• _YOUR TASK_: Reproduce all the data verbatim.

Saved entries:
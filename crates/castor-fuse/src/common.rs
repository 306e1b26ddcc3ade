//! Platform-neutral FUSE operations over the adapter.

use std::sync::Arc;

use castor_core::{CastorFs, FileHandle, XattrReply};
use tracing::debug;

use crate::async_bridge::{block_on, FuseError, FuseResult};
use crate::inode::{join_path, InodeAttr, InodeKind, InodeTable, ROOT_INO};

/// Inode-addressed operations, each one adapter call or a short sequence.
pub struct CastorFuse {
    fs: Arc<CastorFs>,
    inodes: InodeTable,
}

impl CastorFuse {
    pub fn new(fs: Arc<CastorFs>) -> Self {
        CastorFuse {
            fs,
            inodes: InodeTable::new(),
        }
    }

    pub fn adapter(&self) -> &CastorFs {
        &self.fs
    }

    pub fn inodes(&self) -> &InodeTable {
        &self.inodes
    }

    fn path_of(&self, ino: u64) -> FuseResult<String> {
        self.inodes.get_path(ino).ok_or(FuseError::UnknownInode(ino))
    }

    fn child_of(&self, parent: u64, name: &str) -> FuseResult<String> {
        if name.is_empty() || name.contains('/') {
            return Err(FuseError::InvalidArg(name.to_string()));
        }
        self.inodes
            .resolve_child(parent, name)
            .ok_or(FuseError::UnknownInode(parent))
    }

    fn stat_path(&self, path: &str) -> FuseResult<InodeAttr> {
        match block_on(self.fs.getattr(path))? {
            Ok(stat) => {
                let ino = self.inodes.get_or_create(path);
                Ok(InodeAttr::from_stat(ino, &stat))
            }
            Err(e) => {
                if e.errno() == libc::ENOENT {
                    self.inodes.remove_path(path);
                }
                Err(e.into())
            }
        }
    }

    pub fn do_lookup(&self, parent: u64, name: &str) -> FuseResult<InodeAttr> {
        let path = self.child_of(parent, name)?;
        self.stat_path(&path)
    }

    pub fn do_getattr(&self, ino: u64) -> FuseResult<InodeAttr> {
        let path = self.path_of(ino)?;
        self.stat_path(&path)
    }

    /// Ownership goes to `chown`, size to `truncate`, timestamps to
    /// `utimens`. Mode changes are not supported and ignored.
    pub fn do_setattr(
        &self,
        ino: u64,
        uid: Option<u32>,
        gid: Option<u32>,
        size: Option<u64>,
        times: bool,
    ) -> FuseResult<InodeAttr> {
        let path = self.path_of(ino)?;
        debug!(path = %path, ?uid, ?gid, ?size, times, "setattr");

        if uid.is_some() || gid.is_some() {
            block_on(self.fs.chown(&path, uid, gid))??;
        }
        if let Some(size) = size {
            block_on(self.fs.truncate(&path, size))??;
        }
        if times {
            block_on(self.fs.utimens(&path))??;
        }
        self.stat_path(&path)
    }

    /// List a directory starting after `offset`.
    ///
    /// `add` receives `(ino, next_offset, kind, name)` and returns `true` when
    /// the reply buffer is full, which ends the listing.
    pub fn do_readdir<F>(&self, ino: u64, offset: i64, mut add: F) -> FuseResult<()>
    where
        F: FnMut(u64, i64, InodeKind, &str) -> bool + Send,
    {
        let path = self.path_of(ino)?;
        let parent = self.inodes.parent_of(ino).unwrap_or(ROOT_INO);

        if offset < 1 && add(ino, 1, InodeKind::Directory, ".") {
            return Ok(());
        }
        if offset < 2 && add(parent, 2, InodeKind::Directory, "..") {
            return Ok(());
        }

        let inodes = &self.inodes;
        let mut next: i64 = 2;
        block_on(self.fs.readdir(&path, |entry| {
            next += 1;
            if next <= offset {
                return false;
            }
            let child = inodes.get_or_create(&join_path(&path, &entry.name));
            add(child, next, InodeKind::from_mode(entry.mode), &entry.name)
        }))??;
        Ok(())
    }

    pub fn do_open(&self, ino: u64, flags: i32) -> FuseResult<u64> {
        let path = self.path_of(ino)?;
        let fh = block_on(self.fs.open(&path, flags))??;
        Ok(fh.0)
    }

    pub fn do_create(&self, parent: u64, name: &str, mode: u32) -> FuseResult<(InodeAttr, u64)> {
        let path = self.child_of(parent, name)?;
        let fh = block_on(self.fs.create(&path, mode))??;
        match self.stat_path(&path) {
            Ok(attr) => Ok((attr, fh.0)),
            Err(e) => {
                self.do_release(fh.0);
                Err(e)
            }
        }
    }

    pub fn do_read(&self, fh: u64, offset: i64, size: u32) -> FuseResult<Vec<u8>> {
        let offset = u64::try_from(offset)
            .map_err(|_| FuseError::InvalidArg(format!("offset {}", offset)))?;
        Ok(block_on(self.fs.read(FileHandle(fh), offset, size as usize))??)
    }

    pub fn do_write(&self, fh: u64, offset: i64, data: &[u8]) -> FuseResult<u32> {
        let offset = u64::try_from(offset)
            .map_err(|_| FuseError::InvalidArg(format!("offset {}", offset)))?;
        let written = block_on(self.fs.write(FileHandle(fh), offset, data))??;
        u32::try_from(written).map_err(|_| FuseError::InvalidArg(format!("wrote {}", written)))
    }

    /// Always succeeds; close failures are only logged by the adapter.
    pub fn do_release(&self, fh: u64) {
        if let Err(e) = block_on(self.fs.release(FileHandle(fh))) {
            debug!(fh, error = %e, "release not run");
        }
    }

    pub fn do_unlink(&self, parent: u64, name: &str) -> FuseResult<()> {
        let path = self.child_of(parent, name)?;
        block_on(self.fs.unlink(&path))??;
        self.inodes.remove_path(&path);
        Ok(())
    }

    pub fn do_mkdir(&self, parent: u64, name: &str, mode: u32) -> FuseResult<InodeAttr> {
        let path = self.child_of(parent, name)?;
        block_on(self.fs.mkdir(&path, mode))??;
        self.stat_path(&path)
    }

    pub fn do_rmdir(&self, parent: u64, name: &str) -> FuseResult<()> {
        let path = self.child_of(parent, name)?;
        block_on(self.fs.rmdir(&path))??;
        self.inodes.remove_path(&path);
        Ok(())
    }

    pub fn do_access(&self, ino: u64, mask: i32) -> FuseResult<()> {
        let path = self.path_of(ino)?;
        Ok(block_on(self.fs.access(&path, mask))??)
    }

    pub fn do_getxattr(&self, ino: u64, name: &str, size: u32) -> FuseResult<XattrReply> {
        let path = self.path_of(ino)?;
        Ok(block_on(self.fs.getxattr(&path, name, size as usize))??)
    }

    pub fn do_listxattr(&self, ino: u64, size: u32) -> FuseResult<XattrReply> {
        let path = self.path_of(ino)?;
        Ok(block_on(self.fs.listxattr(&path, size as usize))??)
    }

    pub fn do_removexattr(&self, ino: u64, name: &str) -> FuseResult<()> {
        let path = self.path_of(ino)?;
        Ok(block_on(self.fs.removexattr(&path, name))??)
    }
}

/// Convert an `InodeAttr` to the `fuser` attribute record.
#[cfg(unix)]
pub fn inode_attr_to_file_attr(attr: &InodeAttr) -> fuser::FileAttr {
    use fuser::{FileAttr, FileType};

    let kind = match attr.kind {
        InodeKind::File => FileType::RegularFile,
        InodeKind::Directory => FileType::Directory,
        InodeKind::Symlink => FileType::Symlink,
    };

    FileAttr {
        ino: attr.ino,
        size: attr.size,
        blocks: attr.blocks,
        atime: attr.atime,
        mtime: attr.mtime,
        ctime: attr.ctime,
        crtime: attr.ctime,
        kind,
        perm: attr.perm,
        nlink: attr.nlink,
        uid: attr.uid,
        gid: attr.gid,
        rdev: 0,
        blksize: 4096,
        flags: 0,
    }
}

• _SOLUTION FOR THIS PROBLEM_:
filename crates/castor-fuse/src/common.rs
repository 306e1b26ddcc3ade
//! Platform-neutral FUSE operations over the adapter.

use std::sync::Arc;

use castor_core::{CastorFs, FileHandle, XattrReply};
use tracing::debug;

use crate::async_bridge::{block_on, FuseError, FuseResult};
use crate::inode::{join_path, InodeAttr, InodeKind, InodeTable, ROOT_INO};

/// Inode-addressed operations, each one adapter call or a short sequence.
pub struct CastorFuse {
    fs: Arc<CastorFs>,
    inodes: InodeTable,
}

impl CastorFuse {
    pub fn new(fs: Arc<CastorFs>) -> Self {
        CastorFuse {
            fs,
            inodes: InodeTable::new(),
        }
    }

    pub fn adapter(&self) -> &CastorFs {
        &self.fs
    }

    pub fn inodes(&self) -> &InodeTable {
        &self.inodes
    }

    fn path_of(&self, ino: u64) -> FuseResult<String> {
        self.inodes.get_path(ino).ok_or(FuseError::UnknownInode(ino))
    }

    fn child_of(&self, parent: u64, name: &str) -> FuseResult<String> {
        if name.is_empty() || name.contains('/') {
            return Err(FuseError::InvalidArg(name.to_string()));
        }
        self.inodes
            .resolve_child(parent, name)
            .ok_or(FuseError::UnknownInode(parent))
    }

    fn stat_path(&self, path: &str) -> FuseResult<InodeAttr> {
        match block_on(self.fs.getattr(path))? {
            Ok(stat) => {
                let ino = self.inodes.get_or_create(path);
                Ok(InodeAttr::from_stat(ino, &stat))
            }
            Err(e) => {
                if e.errno() == libc::ENOENT {
                    self.inodes.remove_path(path);
                }
                Err(e.into())
            }
        }
    }

    pub fn do_lookup(&self, parent: u64, name: &str) -> FuseResult<InodeAttr> {
        let path = self.child_of(parent, name)?;
        self.stat_path(&path)
    }

    pub fn do_getattr(&self, ino: u64) -> FuseResult<InodeAttr> {
        let path = self.path_of(ino)?;
        self.stat_path(&path)
    }

    /// Ownership goes to `chown`, size to `truncate`, timestamps to
    /// `utimens`. Mode changes are not supported and ignored.
    pub fn do_setattr(
        &self,
        ino: u64,
        uid: Option<u32>,
        gid: Option<u32>,
        size: Option<u64>,
        times: bool,
    ) -> FuseResult<InodeAttr> {
        let path = self.path_of(ino)?;
        debug!(path = %path, ?uid, ?gid, ?size, times, "setattr");

        if uid.is_some() || gid.is_some() {
            block_on(self.fs.chown(&path, uid, gid))??;
        }
        if let Some(size) = size {
            block_on(self.fs.truncate(&path, size))??;
        }
        if times {
            block_on(self.fs.utimens(&path))??;
        }
        self.stat_path(&path)
    }

    /// List a directory starting after `offset`.
    ///
    /// `add` receives `(ino, next_offset, kind, name)` and returns `true` when
    /// the reply buffer is full, which ends the listing.
    pub fn do_readdir<F>(&self, ino: u64, offset: i64, mut add: F) -> FuseResult<()>
    where
        F: FnMut(u64, i64, InodeKind, &str) -> bool + Send,
    {
        let path = self.path_of(ino)?;
        let parent = self.inodes.parent_of(ino).unwrap_or(ROOT_INO);

        if offset < 1 && add(ino, 1, InodeKind::Directory, ".") {
            return Ok(());
        }
        if offset < 2 && add(parent, 2, InodeKind::Directory, "..") {
            return Ok(());
        }

        let inodes = &self.inodes;
        let mut next: i64 = 2;
        block_on(self.fs.readdir(&path, |entry| {
            next += 1;
            if next <= offset {
                return false;
            }
            let child = inodes.get_or_create(&join_path(&path, &entry.name));
            add(child, next, InodeKind::from_mode(entry.mode), &entry.name)
        }))??;
        Ok(())
    }

    pub fn do_open(&self, ino: u64, flags: i32) -> FuseResult<u64> {
        let path = self.path_of(ino)?;
        let fh = block_on(self.fs.open(&path, flags))??;
        Ok(fh.0)
    }

    pub fn do_create(&self, parent: u64, name: &str, mode: u32) -> FuseResult<(InodeAttr, u64)> {
        let path = self.child_of(parent, name)?;
        let fh = block_on(self.fs.create(&path, mode))??;
        match self.stat_path(&path) {
            Ok(attr) => Ok((attr, fh.0)),
            Err(e) => {
                self.do_release(fh.0);
                Err(e)
            }
        }
    }

    pub fn do_read(&self, fh: u64, offset: i64, size: u32) -> FuseResult<Vec<u8>> {
        let offset = u64::try_from(offset)
            .map_err(|_| FuseError::InvalidArg(format!("offset {}", offset)))?;
        Ok(block_on(self.fs.read(FileHandle(fh), offset, size as usize))??)
    }

    pub fn do_write(&self, fh: u64, offset: i64, data: &[u8]) -> FuseResult<u32> {
        let offset = u64::try_from(offset)
            .map_err(|_| FuseError::InvalidArg(format!("offset {}", offset)))?;
        let written = block_on(self.fs.write(FileHandle(fh), offset, data))??;
        u32::try_from(written).map_err(|_| FuseError::InvalidArg(format!("wrote {}", written)))
    }

    /// Always succeeds; close failures are only logged by the adapter.
    pub fn do_release(&self, fh: u64) {
        if let Err(e) = block_on(self.fs.release(FileHandle(fh))) {
            debug!(fh, error = %e, "release not run");
        }
    }

    pub fn do_unlink(&self, parent: u64, name: &str) -> FuseResult<()> {
        let path = self.child_of(parent, name)?;
        block_on(self.fs.unlink(&path))??;
        self.inodes.remove_path(&path);
        Ok(())
    }

    pub fn do_mkdir(&self, parent: u64, name: &str, mode: u32) -> FuseResult<InodeAttr> {
        let path = self.child_of(parent, name)?;
        block_on(self.fs.mkdir(&path, mode))??;
        self.stat_path(&path)
    }

    pub fn do_rmdir(&self, parent: u64, name: &str) -> FuseResult<()> {
        let path = self.child_of(parent, name)?;
        block_on(self.fs.rmdir(&path))??;
        self.inodes.remove_path(&path);
        Ok(())
    }

    pub fn do_access(&self, ino: u64, mask: i32) -> FuseResult<()> {
        let path = self.path_of(ino)?;
        Ok(block_on(self.fs.access(&path, mask))??)
    }

    pub fn do_getxattr(&self, ino: u64, name: &str, size: u32) -> FuseResult<XattrReply> {
        let path = self.path_of(ino)?;
        Ok(block_on(self.fs.getxattr(&path, name, size as usize))??)
    }

    pub fn do_listxattr(&self, ino: u64, size: u32) -> FuseResult<XattrReply> {
        let path = self.path_of(ino)?;
        Ok(block_on(self.fs.listxattr(&path, size as usize))??)
    }

    pub fn do_removexattr(&self, ino: u64, name: &str) -> FuseResult<()> {
        let path = self.path_of(ino)?;
        Ok(block_on(self.fs.removexattr(&path, name))??)
    }
}

/// Convert an `InodeAttr` to the `fuser` attribute record.
#[cfg(unix)]
pub fn inode_attr_to_file_attr(attr: &InodeAttr) -> fuser::FileAttr {
    use fuser::{FileAttr, FileType};

    let kind = match attr.kind {
        InodeKind::File => FileType::RegularFile,
        InodeKind::Directory => FileType::Directory,
        InodeKind::Symlink => FileType::Symlink,
    };

    FileAttr {
        ino: attr.ino,
        size: attr.size,
        blocks: attr.blocks,
        atime: attr.atime,
        mtime: attr.mtime,
        ctime: attr.ctime,
        crtime: attr.ctime,
        kind,
        perm: attr.perm,
        nlink: attr.nlink,
        uid: attr.uid,
        gid: attr.gid,
        rdev: 0,
        blksize: 4096,
        flags: 0,
    }
}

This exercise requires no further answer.